USDC Market Cap Shed $6B in 24 Hours
USDC’s market cap has lost around $6 billion within the last 24 hours as crypto investors turn to rival stablecoins. According to BeInCrypto’s data, USDC’s market cap fell to $36.9 billion from $43.37 billion.
Blockchain analytical firm Peckshield tweeted that Circle burnt 2.7 billion USDC within 24 hours. Nansen corroborated the report, adding that 70% of these burns were made in the last 8 hours.
A look at Curve’s 3pool dashboard shows that investors prefer USDT and DAI over USDC. According to the data, USDT accounts for 1.57% of the reserve, while DAI makes up 21.94%. The 76.48% balance belongs to USDC as of press time.
USDC Loses $1 Peg
Meanwhile, the concerns about the stablecoin reserves have seen it depeg against its rivals. BeInCrypto data showed that the stablecoin tanked 10% following the news to $0.90 as of press time.
Top crypto exchanges Binance and Coinbase said they would suspend USDC’s conversion, citing “market conditions.” Binance said the move was a “normal risk-management procedural step to take.” Coinbase also suspended the stablecoin’s conversion over the weekend. The U.S.-based exchange plans to recommence the conversion on Monday when banks open.
Meanwhile, Circle’s chief strategy officer and head of global policy, Dante Disparte, said the issuer tried to protect the stablecoin “from a black swan failure in the U.S. banking system.” According to him, the principal balance of USDC reserves is held in the Circle Reserve Fund – 80% short-dated U.S. treasuries – and across other U.S. banks.

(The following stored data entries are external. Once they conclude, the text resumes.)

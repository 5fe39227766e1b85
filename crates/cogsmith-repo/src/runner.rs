//! Subprocess execution
//!
//! Every git and pip invocation goes through a [`ProcessRunner`]. The
//! [`SystemRunner`] runs real processes on tokio's blocking pool, bounded by
//! a semaphore; the [`ScriptedRunner`] answers from canned responses and
//! records what was asked of it.

use async_trait::async_trait;
use std::process::Stdio;
use std::sync::{Arc, PoisonError, RwLock};
use tokio::sync::Semaphore;

use crate::error::{RepoError, Result};

/// Captured result of a finished process
#[derive(Debug, Clone, Default, PartialEq, Eq)]
pub struct ProcessOutput {
    /// Exit code (-1 when the process was killed by a signal)
    pub status: i32,
    pub stdout: String,
    pub stderr: String,
}

impl ProcessOutput {
    /// Successful output with the given stdout
    pub fn ok(stdout: impl Into<String>) -> Self {
        Self {
            status: 0,
            stdout: stdout.into(),
            stderr: String::new(),
        }
    }

    /// Failed output with the given exit code and stderr
    pub fn failed(status: i32, stderr: impl Into<String>) -> Self {
        Self {
            status,
            stdout: String::new(),
            stderr: stderr.into(),
        }
    }

    pub fn success(&self) -> bool {
        self.status == 0
    }

    /// Trimmed stdout
    pub fn stdout_trimmed(&self) -> &str {
        self.stdout.trim()
    }
}

/// Runs an argument vector as a subprocess
#[async_trait]
pub trait ProcessRunner: Send + Sync {
    /// Run `argv` (program first) with extra environment variables
    ///
    /// A non-zero exit code is not an error here; callers decide what a
    /// failure means.
    async fn run(&self, argv: &[String], env: &[(String, String)]) -> Result<ProcessOutput>;
}

// ============ System Runner ============

/// Runs real processes, at most `threads` at a time
#[derive(Debug, Clone)]
pub struct SystemRunner {
    permits: Arc<Semaphore>,
}

impl SystemRunner {
    pub fn new(threads: usize) -> Self {
        Self {
            permits: Arc::new(Semaphore::new(threads.max(1))),
        }
    }
}

impl Default for SystemRunner {
    fn default() -> Self {
        Self::new(1)
    }
}

#[async_trait]
impl ProcessRunner for SystemRunner {
    async fn run(&self, argv: &[String], env: &[(String, String)]) -> Result<ProcessOutput> {
        let (program, args) = argv.split_first().ok_or_else(|| RepoError::Spawn {
            program: String::new(),
            message: "empty command".to_string(),
        })?;

        let _permit = self
            .permits
            .acquire()
            .await
            .map_err(|e| RepoError::Other(format!("process pool closed: {}", e)))?;

        tracing::debug!(command = %argv.join(" "), "running subprocess");

        let mut command = std::process::Command::new(program);
        command
            .args(args)
            .envs(env.iter().map(|(k, v)| (k, v)))
            .stdin(Stdio::null());

        let output = tokio::task::spawn_blocking(move || command.output())
            .await
            .map_err(|e| RepoError::Other(format!("subprocess task failed: {}", e)))?
            .map_err(|e| RepoError::Spawn {
                program: program.clone(),
                message: e.to_string(),
            })?;

        let result = ProcessOutput {
            status: output.status.code().unwrap_or(-1),
            stdout: String::from_utf8_lossy(&output.stdout).into_owned(),
            stderr: String::from_utf8_lossy(&output.stderr).into_owned(),
        };

        if !result.success() {
            tracing::debug!(
                command = %argv.join(" "),
                status = result.status,
                stderr = %result.stderr.trim(),
                "subprocess exited with failure"
            );
        }

        Ok(result)
    }
}

// ============ Scripted Runner ============

type Responder = Arc<dyn Fn(&[String]) -> ProcessOutput + Send + Sync>;

/// One invocation seen by a [`ScriptedRunner`]
#[derive(Debug, Clone, PartialEq, Eq)]
pub struct RecordedCall {
    pub argv: Vec<String>,
    pub env: Vec<(String, String)>,
}

impl RecordedCall {
    /// Whether the pattern tokens appear in this call's argv, in order
    pub fn matches(&self, pattern: &[&str]) -> bool {
        matches_pattern(&self.argv, pattern)
    }
}

fn matches_pattern(argv: &[String], pattern: &[&str]) -> bool {
    let mut tokens = argv.iter();
    pattern
        .iter()
        .all(|wanted| tokens.any(|token| token == wanted))
}

/// In-memory runner for tests
///
/// Responses are matched by pattern: a pattern matches when all its tokens
/// appear in the argv in the same order. The most recently registered match
/// wins; unmatched calls succeed with empty output.
#[derive(Clone, Default)]
pub struct ScriptedRunner {
    responses: Arc<RwLock<Vec<(Vec<String>, Responder)>>>,
    calls: Arc<RwLock<Vec<RecordedCall>>>,
}

impl ScriptedRunner {
    pub fn new() -> Self {
        Self::default()
    }

    /// Answer calls matching `pattern` with a fixed output
    pub fn respond(&self, pattern: &[&str], output: ProcessOutput) -> &Self {
        self.respond_with(pattern, move |_| output.clone())
    }

    /// Answer calls matching `pattern` by running `responder`
    ///
    /// The responder may touch the filesystem to simulate what the real
    /// command would have done.
    pub fn respond_with<F>(&self, pattern: &[&str], responder: F) -> &Self
    where
        F: Fn(&[String]) -> ProcessOutput + Send + Sync + 'static,
    {
        let pattern = pattern.iter().map(|s| s.to_string()).collect();
        self.responses
            .write()
            .unwrap_or_else(PoisonError::into_inner)
            .push((pattern, Arc::new(responder)));
        self
    }

    /// Every call made so far
    pub fn calls(&self) -> Vec<RecordedCall> {
        self.calls
            .read()
            .unwrap_or_else(PoisonError::into_inner)
            .clone()
    }

    pub fn call_count(&self) -> usize {
        self.calls
            .read()
            .unwrap_or_else(PoisonError::into_inner)
            .len()
    }

    /// Calls whose argv matches `pattern`
    pub fn calls_matching(&self, pattern: &[&str]) -> Vec<RecordedCall> {
        self.calls()
            .into_iter()
            .filter(|call| call.matches(pattern))
            .collect()
    }
}

#[async_trait]
impl ProcessRunner for ScriptedRunner {
    async fn run(&self, argv: &[String], env: &[(String, String)]) -> Result<ProcessOutput> {
        self.calls
            .write()
            .unwrap_or_else(PoisonError::into_inner)
            .push(RecordedCall {
                argv: argv.to_vec(),
                env: env.to_vec(),
            });

        let responder = {
            let responses = self.responses.read().unwrap_or_else(PoisonError::into_inner);
            responses
                .iter()
                .rev()
                .find(|(pattern, _)| {
                    let pattern: Vec<&str> = pattern.iter().map(String::as_str).collect();
                    matches_pattern(argv, &pattern)
                })
                .map(|(_, responder)| Arc::clone(responder))
        };

        Ok(match responder {
            Some(responder) => responder(argv),
            None => ProcessOutput::ok(""),
        })
    }
}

Disparte added that “as with Silvergate, our teams have worked at speed to limit any exposure to banks. This includes a wire transfer request made before SVB’s FDIC receivership. A $3.3 billion cash exposure remains – but we follow state and Federal regulatory guidance.”
BeInCrypto has reached out to company or individual involved in the story to get an official statement about the recent developments, but it has yet to hear back.